25-August-2010
Being a sulfur miner at Kawah Ijen is not your normal 9 to 5 job. Just imagine what it would be like if you were one of the hardy 1300 souls who claim this rare profession. Your workday starts between 2 and 4 AM amongst the pre-dawn mist shrouding the volcano-studded Ijen Plateau in East Java. Your commute consists of a 3 kilometer hour-long uphill trek to the rim of the Ijen Volcano, ascending approximately 2000 feet in elevation. At the rim of the volcano, its top blown off and filled with a surreal turquoise-colored lake you look downward in the pre-dawn darkness and gaze at billowing sulfur gases. Welcome to your office.
You point your toes downward and begin the 30 minute, steep descent to the level of the lake and the origin on the pungent, thick sulfur smoke. Stumbling downward in the darkness you reach the sulfur mine, toxic gases vented through massive metal pipes. This view is familiar to you, but is foreign to nearly everyone else on this planet. Braving the billowing toxic gases, your eyes watering with a piece of rag tied around your mouth to prevent you from inhaling too much gas you approach the sulfur deposits. Working quickly and constantly watching the movement of the gas to avoid being enveloped in its acrid wrath you use a long metal bar to chip away chunks of solid sulfur. It glows a phosphorescent yellow in the morning light. You cough and wipe your eyes.

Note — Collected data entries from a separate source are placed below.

#[cfg(test)]
mod tests {
    use super::*;
    use crate::events::EventLog;
    use pretty_assertions::assert_eq;
    use proptest::prelude::*;

    fn numbers(values: &[f64]) -> Column {
        Column::numeric("x", values.to_vec())
    }

    #[test]
    fn test_lenient_cross_type_reads() {
        let col = Column::text("t", ["a", "b"]);
        assert!(col.value_at(0).is_nan());
        assert_eq!(col.integer_at(0), 0);
        assert_eq!(col.date_time_at(0), None);
        assert_eq!(col.text_at(1), "b");
        assert_eq!(col.text_at(99), "");
    }

    #[test]
    fn test_writes_reject_out_of_range_and_wrong_type() {
        let mut col = numbers(&[1.0, 2.0]);
        assert!(matches!(
            col.set_value_at(2, 5.0),
            Err(ColumnError::RowOutOfRange { row: 2, row_count: 2 })
        ));
        assert!(matches!(
            col.replace_values(1, vec![1.0, 2.0]),
            Err(ColumnError::RowOutOfRange { .. })
        ));
        assert!(matches!(
            col.set_text_at(0, "x"),
            Err(ColumnError::ModeMismatch { .. })
        ));
        assert_eq!(col.row_count(), 2);
    }

    #[test]
    fn test_mode_change_preserves_rows_and_reverts() {
        let mut col = numbers(&[1.4, f64::NAN, 3.0]);
        let delta = col.set_column_mode(ColumnMode::Integer).unwrap();
        assert_eq!(col.column_mode(), ColumnMode::Integer);
        assert_eq!(col.row_count(), 3);
        assert_eq!(col.integer_at(0), 1);
        assert_eq!(col.integer_at(1), 0);

        col.revert_delta(&delta).unwrap();
        assert_eq!(col.column_mode(), ColumnMode::Numeric);
        assert_eq!(col.value_at(0), 1.4);
        assert!(col.value_at(1).is_nan());
    }

    #[test]
    fn test_insert_rows_shifts_masks() {
        let mut col = numbers(&[1.0, 2.0, 3.0, 4.0]);
        col.set_masked(Interval::new(2, 3), true).unwrap();
        col.insert_rows(1, 2).unwrap();
        assert_eq!(col.row_count(), 6);
        assert_eq!(col.masked_intervals(), vec![Interval::new(4, 5)]);
        assert!(col.value_at(1).is_nan());
        assert_eq!(col.value_at(4), 3.0);
    }

    #[test]
    fn test_remove_rows_discards_and_undo_restores() {
        let mut col = numbers(&[0.0, 1.0, 2.0, 3.0, 4.0, 5.0]);
        col.set_masked(Interval::new(1, 4), true).unwrap();
        col.set_formula(Interval::new(2, 3), "x*2").unwrap();

        let delta = col.remove_rows(2, 2).unwrap();
        assert_eq!(col.row_count(), 4);
        assert_eq!(col.masked_intervals(), vec![Interval::new(1, 2)]);
        assert!(col.formula_intervals().is_empty());
        assert_eq!(col.value_at(2), 4.0);

        col.revert_delta(&delta).unwrap();
        assert_eq!(col.row_count(), 6);
        assert_eq!(col.masked_intervals(), vec![Interval::new(1, 4)]);
        assert_eq!(col.formula_intervals(), vec![Interval::new(2, 3)]);
        assert_eq!(col.value_at(3), 3.0);
    }

    #[test]
    fn test_masked_rows_excluded_from_statistics() {
        let mut col = numbers(&[1.0, 2.0, 3.0, 100.0]);
        assert_eq!(col.statistics().arithmetic_mean, 26.5);
        col.set_masked_row(3, true).unwrap();
        assert_eq!(col.statistics().arithmetic_mean, 2.0);
        assert_eq!(col.maximum(), 3.0);
        assert_eq!(col.value_at(3), 100.0);
    }

    #[test]
    fn test_invalid_rows_excluded_from_statistics() {
        let col = numbers(&[f64::NAN, 4.0, 6.0]);
        let stats = col.statistics();
        assert_eq!(stats.arithmetic_mean, 5.0);
        assert_eq!(stats.minimum, 4.0);
        assert_eq!(col.valid_rows().count_ones(), 2);
    }

    #[test]
    fn test_geometric_mean_with_negative_value() {
        let col = numbers(&[-1.0, 2.0, 3.0]);
        assert!(col.statistics().geometric_mean.is_nan());
    }

    #[test]
    fn test_statistics_undefined_without_rows() {
        let mut col = numbers(&[1.0]);
        col.set_masked_row(0, true).unwrap();
        let stats = col.statistics();
        assert!(stats.minimum.is_nan());
        assert!(stats.median.is_nan());
        assert!(Column::text("t", ["1"]).statistics().arithmetic_mean.is_nan());
    }

    #[test]
    fn test_descending_sequence_is_reported_monotonic_increasing() {
        // Historical convention: "increasing" means prev >= cur for every pair.
        let col = numbers(&[5.0, 4.0, 3.0, 2.0, 1.0]);
        let props = col.properties();
        assert!(props.monotonic_increasing);
        assert!(!props.monotonic_decreasing);
    }

    #[test]
    fn test_properties_cache_invalidated_by_mutation() {
        let mut col = numbers(&[1.0, 2.0, 3.0]);
        assert!(col.properties().monotonic_decreasing);
        col.set_value_at(2, 0.0).unwrap();
        assert!(col.properties().is_empty());
        col.set_masked_row(2, true).unwrap();
        assert!(col.properties().monotonic_decreasing);
    }

    #[test]
    fn test_notifications_are_ordered_pairs() {
        let mut col = numbers(&[1.0, 2.0]);
        let log = EventLog::new();
        col.subscribe(log.listener());

        col.set_value_at(0, 9.0).unwrap();
        col.insert_rows(1, 3).unwrap();
        col.remove_rows(0, 1).unwrap();
        col.set_masked_row(0, true).unwrap();
        col.set_column_mode(ColumnMode::Text).unwrap();

        assert_eq!(
            log.events(),
            vec![
                ColumnEvent::DataAboutToChange,
                ColumnEvent::DataChanged,
                ColumnEvent::RowsAboutToBeInserted { before: 1, count: 3 },
                ColumnEvent::RowsInserted { before: 1, count: 3 },
                ColumnEvent::RowsAboutToBeRemoved { first: 0, count: 1 },
                ColumnEvent::RowsRemoved { first: 0, count: 1 },
                ColumnEvent::MaskingAboutToChange,
                ColumnEvent::MaskingChanged,
                ColumnEvent::ModeAboutToChange,
                ColumnEvent::ModeChanged,
            ]
        );
    }

    #[test]
    fn test_listeners_see_old_then_new_state() {
        use std::sync::{Arc, Mutex};

        let mut col = numbers(&[1.0]);
        let seen = Arc::new(Mutex::new(Vec::new()));
        let sink = seen.clone();
        col.subscribe(move |c, event| {
            sink.lock().unwrap().push((*event, c.value_at(0)));
        });
        col.set_value_at(0, 2.0).unwrap();

        assert_eq!(
            *seen.lock().unwrap(),
            vec![
                (ColumnEvent::DataAboutToChange, 1.0),
                (ColumnEvent::DataChanged, 2.0)
            ]
        );
    }

    #[test]
    fn test_subscribe_to_kind_and_unsubscribe() {
        let mut col = numbers(&[1.0]);
        let log = EventLog::new();
        let id = col.subscribe_to(EventKind::DataChanged, log.listener());

        col.set_value_at(0, 3.0).unwrap();
        assert_eq!(log.events(), vec![ColumnEvent::DataChanged]);

        assert!(col.unsubscribe(id));
        col.set_value_at(0, 4.0).unwrap();
        assert_eq!(log.events().len(), 1);
        assert!(!col.unsubscribe(id));
    }

    #[test]
    fn test_prepare_for_destruction() {
        let mut col = numbers(&[1.0]);
        col.set_global_formula(Some(GlobalFormula::new("1"))).unwrap();
        let log = EventLog::new();
        col.subscribe(log.listener());

        col.prepare_for_destruction();
        col.prepare_for_destruction();

        assert_eq!(log.events(), vec![ColumnEvent::AboutToBeDestroyed]);
        assert_eq!(col.listener_count(), 0);
        assert!(col.global_formula().is_none());
        assert!(matches!(col.set_value_at(0, 1.0), Err(ColumnError::Destroyed)));
        assert_eq!(col.value_at(0), 1.0);
    }

    #[test]
    fn test_replace_clears_formula_in_range_and_undo_restores() {
        let mut col = numbers(&[1.0, 2.0, 3.0]);
        col.set_formula(Interval::new(0, 2), "sin(x)").unwrap();
        let delta = col.replace_values(1, vec![7.0]).unwrap();
        assert_eq!(col.formula_at(1), None);
        assert_eq!(col.formula_at(0), Some("sin(x)"));
        assert_eq!(col.formula_intervals().len(), 2);

        col.revert_delta(&delta).unwrap();
        assert_eq!(col.value_at(1), 2.0);
        assert_eq!(col.formula_intervals(), vec![Interval::new(0, 2)]);

        col.apply_delta(&delta).unwrap();
        assert_eq!(col.value_at(1), 7.0);
    }

    #[test]
    fn test_formula_intervals_merge() {
        let mut col = numbers(&[0.0; 6]);
        col.set_formula(Interval::new(0, 2), "x").unwrap();
        col.set_formula(Interval::new(3, 5), "x").unwrap();
        assert_eq!(col.formula_intervals(), vec![Interval::new(0, 5)]);
        col.set_formula_row(2, "").unwrap();
        assert_eq!(col.formula_intervals().len(), 2);
        assert!(matches!(
            col.set_formula(Interval::new(4, 6), "y"),
            Err(ColumnError::IntervalOutOfRange { .. })
        ));
    }

    #[test]
    fn test_clear_and_copy() {
        let mut source = numbers(&[1.0, 2.0, 3.0]);
        source.set_masked_row(1, true).unwrap();

        let mut dest = numbers(&[9.0]);
        let delta = dest.copy_from(&source).unwrap();
        assert_eq!(dest.row_count(), 3);
        assert!(dest.is_masked(1));

        dest.revert_delta(&delta).unwrap();
        assert_eq!(dest.row_count(), 1);
        assert!(!dest.is_masked(0));

        dest.copy_range(&source, 1, 1, 2).unwrap();
        assert_eq!(dest.row_count(), 3);
        assert_eq!(dest.value_at(0), 9.0);
        assert_eq!(dest.value_at(2), 3.0);
        assert!(dest.is_masked(1));

        dest.clear().unwrap();
        assert_eq!(dest.row_count(), 0);
        assert!(dest.masked_intervals().is_empty());

        let text = Column::text("t", ["a"]);
        assert!(matches!(dest.copy_from(&text), Err(ColumnError::ModeMismatch { .. })));
    }

    #[test]
    fn test_date_time_accessors() {
        let dt = NaiveDate::from_ymd_opt(2024, 5, 6)
            .unwrap()
            .and_hms_opt(7, 8, 9)
            .unwrap();
        let col = Column::date_time("d", vec![Some(dt), None]);
        assert_eq!(col.date_at(0), Some(dt.date()));
        assert_eq!(col.time_at(0), Some(dt.time()));
        assert!(!col.is_valid(1));
        assert!(col.is_plottable());
        assert!(!col.is_numeric());
    }

    #[test]
    fn test_set_date_and_time_keep_the_other_half() {
        let dt = NaiveDate::from_ymd_opt(2024, 5, 6)
            .unwrap()
            .and_hms_opt(7, 8, 9)
            .unwrap();
        let mut col = Column::date_time("d", vec![Some(dt), None]);
        let new_date = NaiveDate::from_ymd_opt(1999, 12, 31).unwrap();
        let new_time = NaiveTime::from_hms_opt(23, 0, 1).unwrap();

        col.set_date_at(0, new_date).unwrap();
        assert_eq!(col.date_time_at(0), Some(new_date.and_time(dt.time())));
        col.set_time_at(0, new_time).unwrap();
        assert_eq!(col.date_time_at(0), Some(new_date.and_time(new_time)));

        col.set_time_at(1, new_time).unwrap();
        assert_eq!(col.date_at(1), NaiveDate::from_ymd_opt(1900, 1, 1));
        col.set_date_at(1, new_date).unwrap();
        assert_eq!(col.date_time_at(1), Some(new_date.and_time(new_time)));

        let delta = col.set_date_at(0, dt.date()).unwrap();
        col.revert_delta(&delta).unwrap();
        assert_eq!(col.date_at(0), Some(new_date));

        let mut numbers = Column::numeric("x", vec![1.0]);
        assert!(matches!(
            numbers.set_date_at(0, new_date),
            Err(ColumnError::ModeMismatch { .. })
        ));
        assert!(matches!(
            col.set_time_at(5, new_time),
            Err(ColumnError::RowOutOfRange { .. })
        ));
    }

    #[test]
    fn test_huge_row_spans_are_rejected() {
        let mut col = numbers(&[1.0, 2.0]);
        assert!(matches!(
            col.remove_rows(usize::MAX, 2),
            Err(ColumnError::RowOutOfRange { .. })
        ));
        assert!(matches!(
            col.replace_values(usize::MAX, vec![1.0, 2.0]),
            Err(ColumnError::RowOutOfRange { .. })
        ));
        assert!(matches!(
            col.insert_rows(1, usize::MAX),
            Err(ColumnError::RowOutOfRange { .. })
        ));
        let source = numbers(&[3.0]);
        assert!(matches!(
            col.copy_range(&source, usize::MAX, 0, 2),
            Err(ColumnError::RowOutOfRange { .. })
        ));
        assert_eq!(Interval::from_count(usize::MAX, 2), None);
        assert_eq!(col.row_count(), 2);
        assert_eq!(col.value_at(1), 2.0);
    }

    #[test]
    fn test_text_to_date_time_uses_column_format() {
        let mut col = Column::text("t", ["06|05|2024", "junk"]);
        col.set_datetime_format("%d|%m|%Y").unwrap();
        col.set_column_mode(ColumnMode::DateTime).unwrap();
        assert_eq!(
            col.date_at(0),
            NaiveDate::from_ymd_opt(2024, 5, 6)
        );
        assert_eq!(col.date_time_at(1), None);
        assert_eq!(col.row_count(), 2);
    }

    proptest! {
        #[test]
        fn prop_mode_transitions_preserve_row_count(
            values in proptest::collection::vec(-1e6f64..1e6, 0..30),
            path in proptest::collection::vec(0usize..6, 1..6),
        ) {
            let mut col = Column::numeric("p", values.clone());
            for step in path {
                let before = col.row_count();
                col.set_column_mode(ColumnMode::ALL[step]).unwrap();
                prop_assert_eq!(col.row_count(), before);
                prop_assert_eq!(col.valid_rows().len(), before);
            }
            prop_assert_eq!(col.row_count(), values.len());
        }
    }
}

Having chipped away a number of large chunks of pure sulfur you transfer your load into two large hand woven baskets connected by a piece of two inch thick bamboo. You hoist the load onto one shoulder, its weight nearly crushes you, and you strain to begin the next stage of your workday. You typically carry 60-80 kilograms (132 to 176 pounds) per load, and because you are an Indonesian, this exceeds your body weight. Your legs nearly buckle as you make your way up the steep trail to the crater rim. With frequent rests you make it to the weigh station (about half-way down the mountain), where you load your 2 baskets (the pole in between) onto a scale. You are given a voucher for the load (through which you will receive your pay check), and proceed to deposit your load at a place of your choosing close to the bottom of the mountain. After a quick rest (it is now 2-3 hours into your workday) you head back uphill to gather your second load of the day.

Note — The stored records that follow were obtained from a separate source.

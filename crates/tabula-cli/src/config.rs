use std::env;

use tabula_core::DEFAULT_DATETIME_FORMAT;

/// Tool configuration
#[derive(Debug, Clone, PartialEq, Eq)]
pub struct Config {
    /// Tracing filter used when `RUST_LOG` is not set
    pub log_filter: String,
    /// Date-time format applied to columns still using the built-in default
    pub datetime_format: String,
    /// Maximum number of undo levels kept while editing
    pub history_depth: usize,
}

impl Default for Config {
    fn default() -> Self {
        Self {
            log_filter: "info".to_string(),
            datetime_format: DEFAULT_DATETIME_FORMAT.to_string(),
            history_depth: 100,
        }
    }
}

impl Config {
    /// Load configuration from environment variables
    pub fn from_env() -> anyhow::Result<Self> {
        Self::from_lookup(|key| env::var(key).ok())
    }

    fn from_lookup(lookup: impl Fn(&str) -> Option<String>) -> anyhow::Result<Self> {
        let defaults = Self::default();
        let log_filter = lookup("TABULA_LOG").unwrap_or(defaults.log_filter);
        let datetime_format =
            lookup("TABULA_DATETIME_FORMAT").unwrap_or(defaults.datetime_format);
        let history_depth = match lookup("TABULA_HISTORY_DEPTH") {
            Some(depth) => depth.trim().parse()?,
            None => defaults.history_depth,
        };

        Ok(Self {
            log_filter,
            datetime_format,
            history_depth,
        })
    }
}
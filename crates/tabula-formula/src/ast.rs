use std::collections::BTreeSet;

/// Abstract syntax tree of a column formula
#[derive(Debug, Clone, PartialEq)]
pub enum Expr {
    Number(f64),

    /// Variable, reserved name (`i`) or constant (`pi`, `e`)
    Variable(String),

    Binary {
        left: Box<Expr>,
        op: BinaryOp,
        right: Box<Expr>,
    },

    Unary { op: UnaryOp, operand: Box<Expr> },

    // e.g. sin(x), max(a, b)
    FunctionCall { name: String, args: Vec<Expr> },

    Grouped(Box<Expr>),
}

#[derive(Debug, Clone, Copy, PartialEq, Eq)]
pub enum BinaryOp {
    Add,
    Sub,
    Mul,
    Div,
    Pow,
}

impl BinaryOp {
    /// Higher binds tighter
    pub fn precedence(&self) -> u8 {
        match self {
            BinaryOp::Add | BinaryOp::Sub => 1,
            BinaryOp::Mul | BinaryOp::Div => 2,
            BinaryOp::Pow => 3,
        }
    }

    pub fn apply(&self, a: f64, b: f64) -> f64 {
        match self {
            BinaryOp::Add => a + b,
            BinaryOp::Sub => a - b,
            BinaryOp::Mul => a * b,
            BinaryOp::Div => a / b,
            BinaryOp::Pow => a.powf(b),
        }
    }
}

#[derive(Debug, Clone, Copy, PartialEq, Eq)]
pub enum UnaryOp {
    Neg,
    Pos,
}

impl Expr {
    pub fn number(n: f64) -> Self {
        Expr::Number(n)
    }

    pub fn variable(name: impl Into<String>) -> Self {
        Expr::Variable(name.into())
    }

    pub fn binary(left: Expr, op: BinaryOp, right: Expr) -> Self {
        Expr::Binary {
            left: Box::new(left),
            op,
            right: Box::new(right),
        }
    }

    pub fn unary(op: UnaryOp, operand: Expr) -> Self {
        Expr::Unary {
            op,
            operand: Box::new(operand),
        }
    }

    pub fn function(name: impl Into<String>, args: Vec<Expr>) -> Self {
        Expr::FunctionCall {
            name: name.into(),
            args,
        }
    }

    /// Every identifier used as a variable, in sorted order
    pub fn variables(&self) -> BTreeSet<&str> {
        let mut names = BTreeSet::new();
        self.collect_variables(&mut names);
        names
    }

    fn collect_variables<'a>(&'a self, names: &mut BTreeSet<&'a str>) {
        match self {
            Expr::Number(_) => {}
            Expr::Variable(name) => {
                names.insert(name.as_str());
            }
            Expr::Binary { left, right, .. } => {
                left.collect_variables(names);
                right.collect_variables(names);
            }
            Expr::Unary { operand, .. } => operand.collect_variables(names),
            Expr::FunctionCall { args, .. } => {
                for arg in args {
                    arg.collect_variables(names);
                }
            }
            Expr::Grouped(inner) => inner.collect_variables(names),
        }
    }
}
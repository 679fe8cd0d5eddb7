use serde::{Deserialize, Serialize};
use std::fmt;

/// The active value representation of a column.
///
/// Discriminants are the persisted codes; 2 and 3 are retired and never reused.
#[derive(Debug, Clone, Copy, PartialEq, Eq, Hash, Serialize, Deserialize)]
#[serde(try_from = "i32", into = "i32")]
pub enum ColumnMode {
    /// `f64`, invalid sentinel is NaN
    Numeric = 0,
    /// `String`, invalid sentinel is the empty string
    Text = 1,
    /// month of year, stored as a date-time
    Month = 4,
    /// day of week, stored as a date-time
    Day = 5,
    /// any date-time
    DateTime = 6,
    /// `i64`, every value is valid
    Integer = 24,
}

impl ColumnMode {
    pub const ALL: [ColumnMode; 6] = [
        ColumnMode::Numeric,
        ColumnMode::Text,
        ColumnMode::Month,
        ColumnMode::Day,
        ColumnMode::DateTime,
        ColumnMode::Integer,
    ];

    /// Persisted numeric code
    pub fn code(self) -> i32 {
        self as i32
    }

    pub fn from_code(code: i32) -> Option<Self> {
        match code {
            0 => Some(ColumnMode::Numeric),
            1 => Some(ColumnMode::Text),
            4 => Some(ColumnMode::Month),
            5 => Some(ColumnMode::Day),
            6 => Some(ColumnMode::DateTime),
            24 => Some(ColumnMode::Integer),
            _ => None,
        }
    }

    /// Modes whose values live in the date-time representation
    pub fn is_date_time(self) -> bool {
        matches!(self, ColumnMode::Month | ColumnMode::Day | ColumnMode::DateTime)
    }

    pub fn is_numeric(self) -> bool {
        matches!(self, ColumnMode::Numeric | ColumnMode::Integer)
    }

    pub fn is_plottable(self) -> bool {
        matches!(
            self,
            ColumnMode::Numeric | ColumnMode::Integer | ColumnMode::DateTime
        )
    }

    pub fn name(self) -> &'static str {
        match self {
            ColumnMode::Numeric => "numeric",
            ColumnMode::Text => "text",
            ColumnMode::Month => "month",
            ColumnMode::Day => "day",
            ColumnMode::DateTime => "datetime",
            ColumnMode::Integer => "integer",
        }
    }

    /// Parse a mode from its lowercase name
    pub fn from_name(name: &str) -> Option<Self> {
        Self::ALL
            .into_iter()
            .find(|m| m.name().eq_ignore_ascii_case(name.trim()))
    }
}

impl TryFrom<i32> for ColumnMode {
    type Error = String;

    fn try_from(code: i32) -> Result<Self, Self::Error> {
        ColumnMode::from_code(code).ok_or_else(|| format!("unknown column mode {}", code))
    }
}

impl From<ColumnMode> for i32 {
    fn from(mode: ColumnMode) -> i32 {
        mode.code()
    }
}

impl fmt::Display for ColumnMode {
    fn fmt(&self, f: &mut fmt::Formatter<'_>) -> fmt::Result {
        f.write_str(self.name())
    }
}

/// Role hint consumed by plotting code
#[derive(Debug, Clone, Copy, Default, PartialEq, Eq, Hash, Serialize, Deserialize)]
pub enum PlotDesignation {
    #[default]
    NoDesignation,
    X,
    Y,
    Z,
    XError,
    XErrorPlus,
    XErrorMinus,
    YError,
    YErrorMinus,
    YErrorPlus,
}

#[cfg(test)]
mod tests {
    use super::*;

    #[test]
    fn test_mode_codes() {
        for mode in ColumnMode::ALL {
            assert_eq!(ColumnMode::from_code(mode.code()), Some(mode));
        }
        assert_eq!(ColumnMode::from_code(2), None);
        assert_eq!(ColumnMode::from_code(3), None);
    }

    #[test]
    fn test_mode_serde_uses_codes() {
        assert_eq!(serde_json::to_string(&ColumnMode::Integer).unwrap(), "24");
        let mode: ColumnMode = serde_json::from_str("6").unwrap();
        assert_eq!(mode, ColumnMode::DateTime);
        assert!(serde_json::from_str::<ColumnMode>("7").is_err());
    }

    #[test]
    fn test_mode_classification() {
        assert!(ColumnMode::Integer.is_numeric());
        assert!(!ColumnMode::DateTime.is_numeric());
        assert!(ColumnMode::DateTime.is_plottable());
        assert!(!ColumnMode::Month.is_plottable());
        assert!(ColumnMode::Day.is_date_time());
        assert_eq!(ColumnMode::from_name("DateTime"), Some(ColumnMode::DateTime));
    }
}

This afternoon, Rachel and I relax at the Arabika coffee plantation, and reflect on the ease and simplicity of our lives. We are now in the Ijen Plateau, and we, too, woke before dawn and made our way to Kawah Ijen. Our hike to this beautiful volcano to witness its rugged beauty, lush forest, and unbelievable lake was a frolic when compared to the workday of miners who make their living hauling heavy loads and dodging sulfur gases. The landscape of Kawah Ijen is undeniably beautiful. Sulfur gases constantly drift across the lake’s turquoise water. Intricately fluted volcanic ridges reveal themselves through drifting clouds and sulfur fog. Stable substrates are cloaked in vegetation dominated by waist-high ferns dripping in morning dew. It is easy to fall in love with the beauty of this volcanic landscape. This beautiful scene serves as the backdrop to (at least in our minds) one of the world’s strangest professions.
An average miner will haul two loads totaling about 140 kilograms of sulfur to market in a single workday. Each miner receives 600 rupiah per kilogram of sulfur. This amounts to a grand total of about $9.20 per day. While this amount seems like a pittance, $9.20/day is actually not that bad in Indonesia, where a police officer receives about half this amount for a day’s work. And, quite counter intuitively, Ijen’s sulfur miners apparently suffer few health problems as a result of their occupation. With our own eyes we witnessed many men twice our age carrying loads we could not even lift up steep, unstable slopes. Maybe Ijen’s sulfur miners will lend us some perspective when, in the not too distant future, we curtail our wanderings and find ourselves back in the daily grind.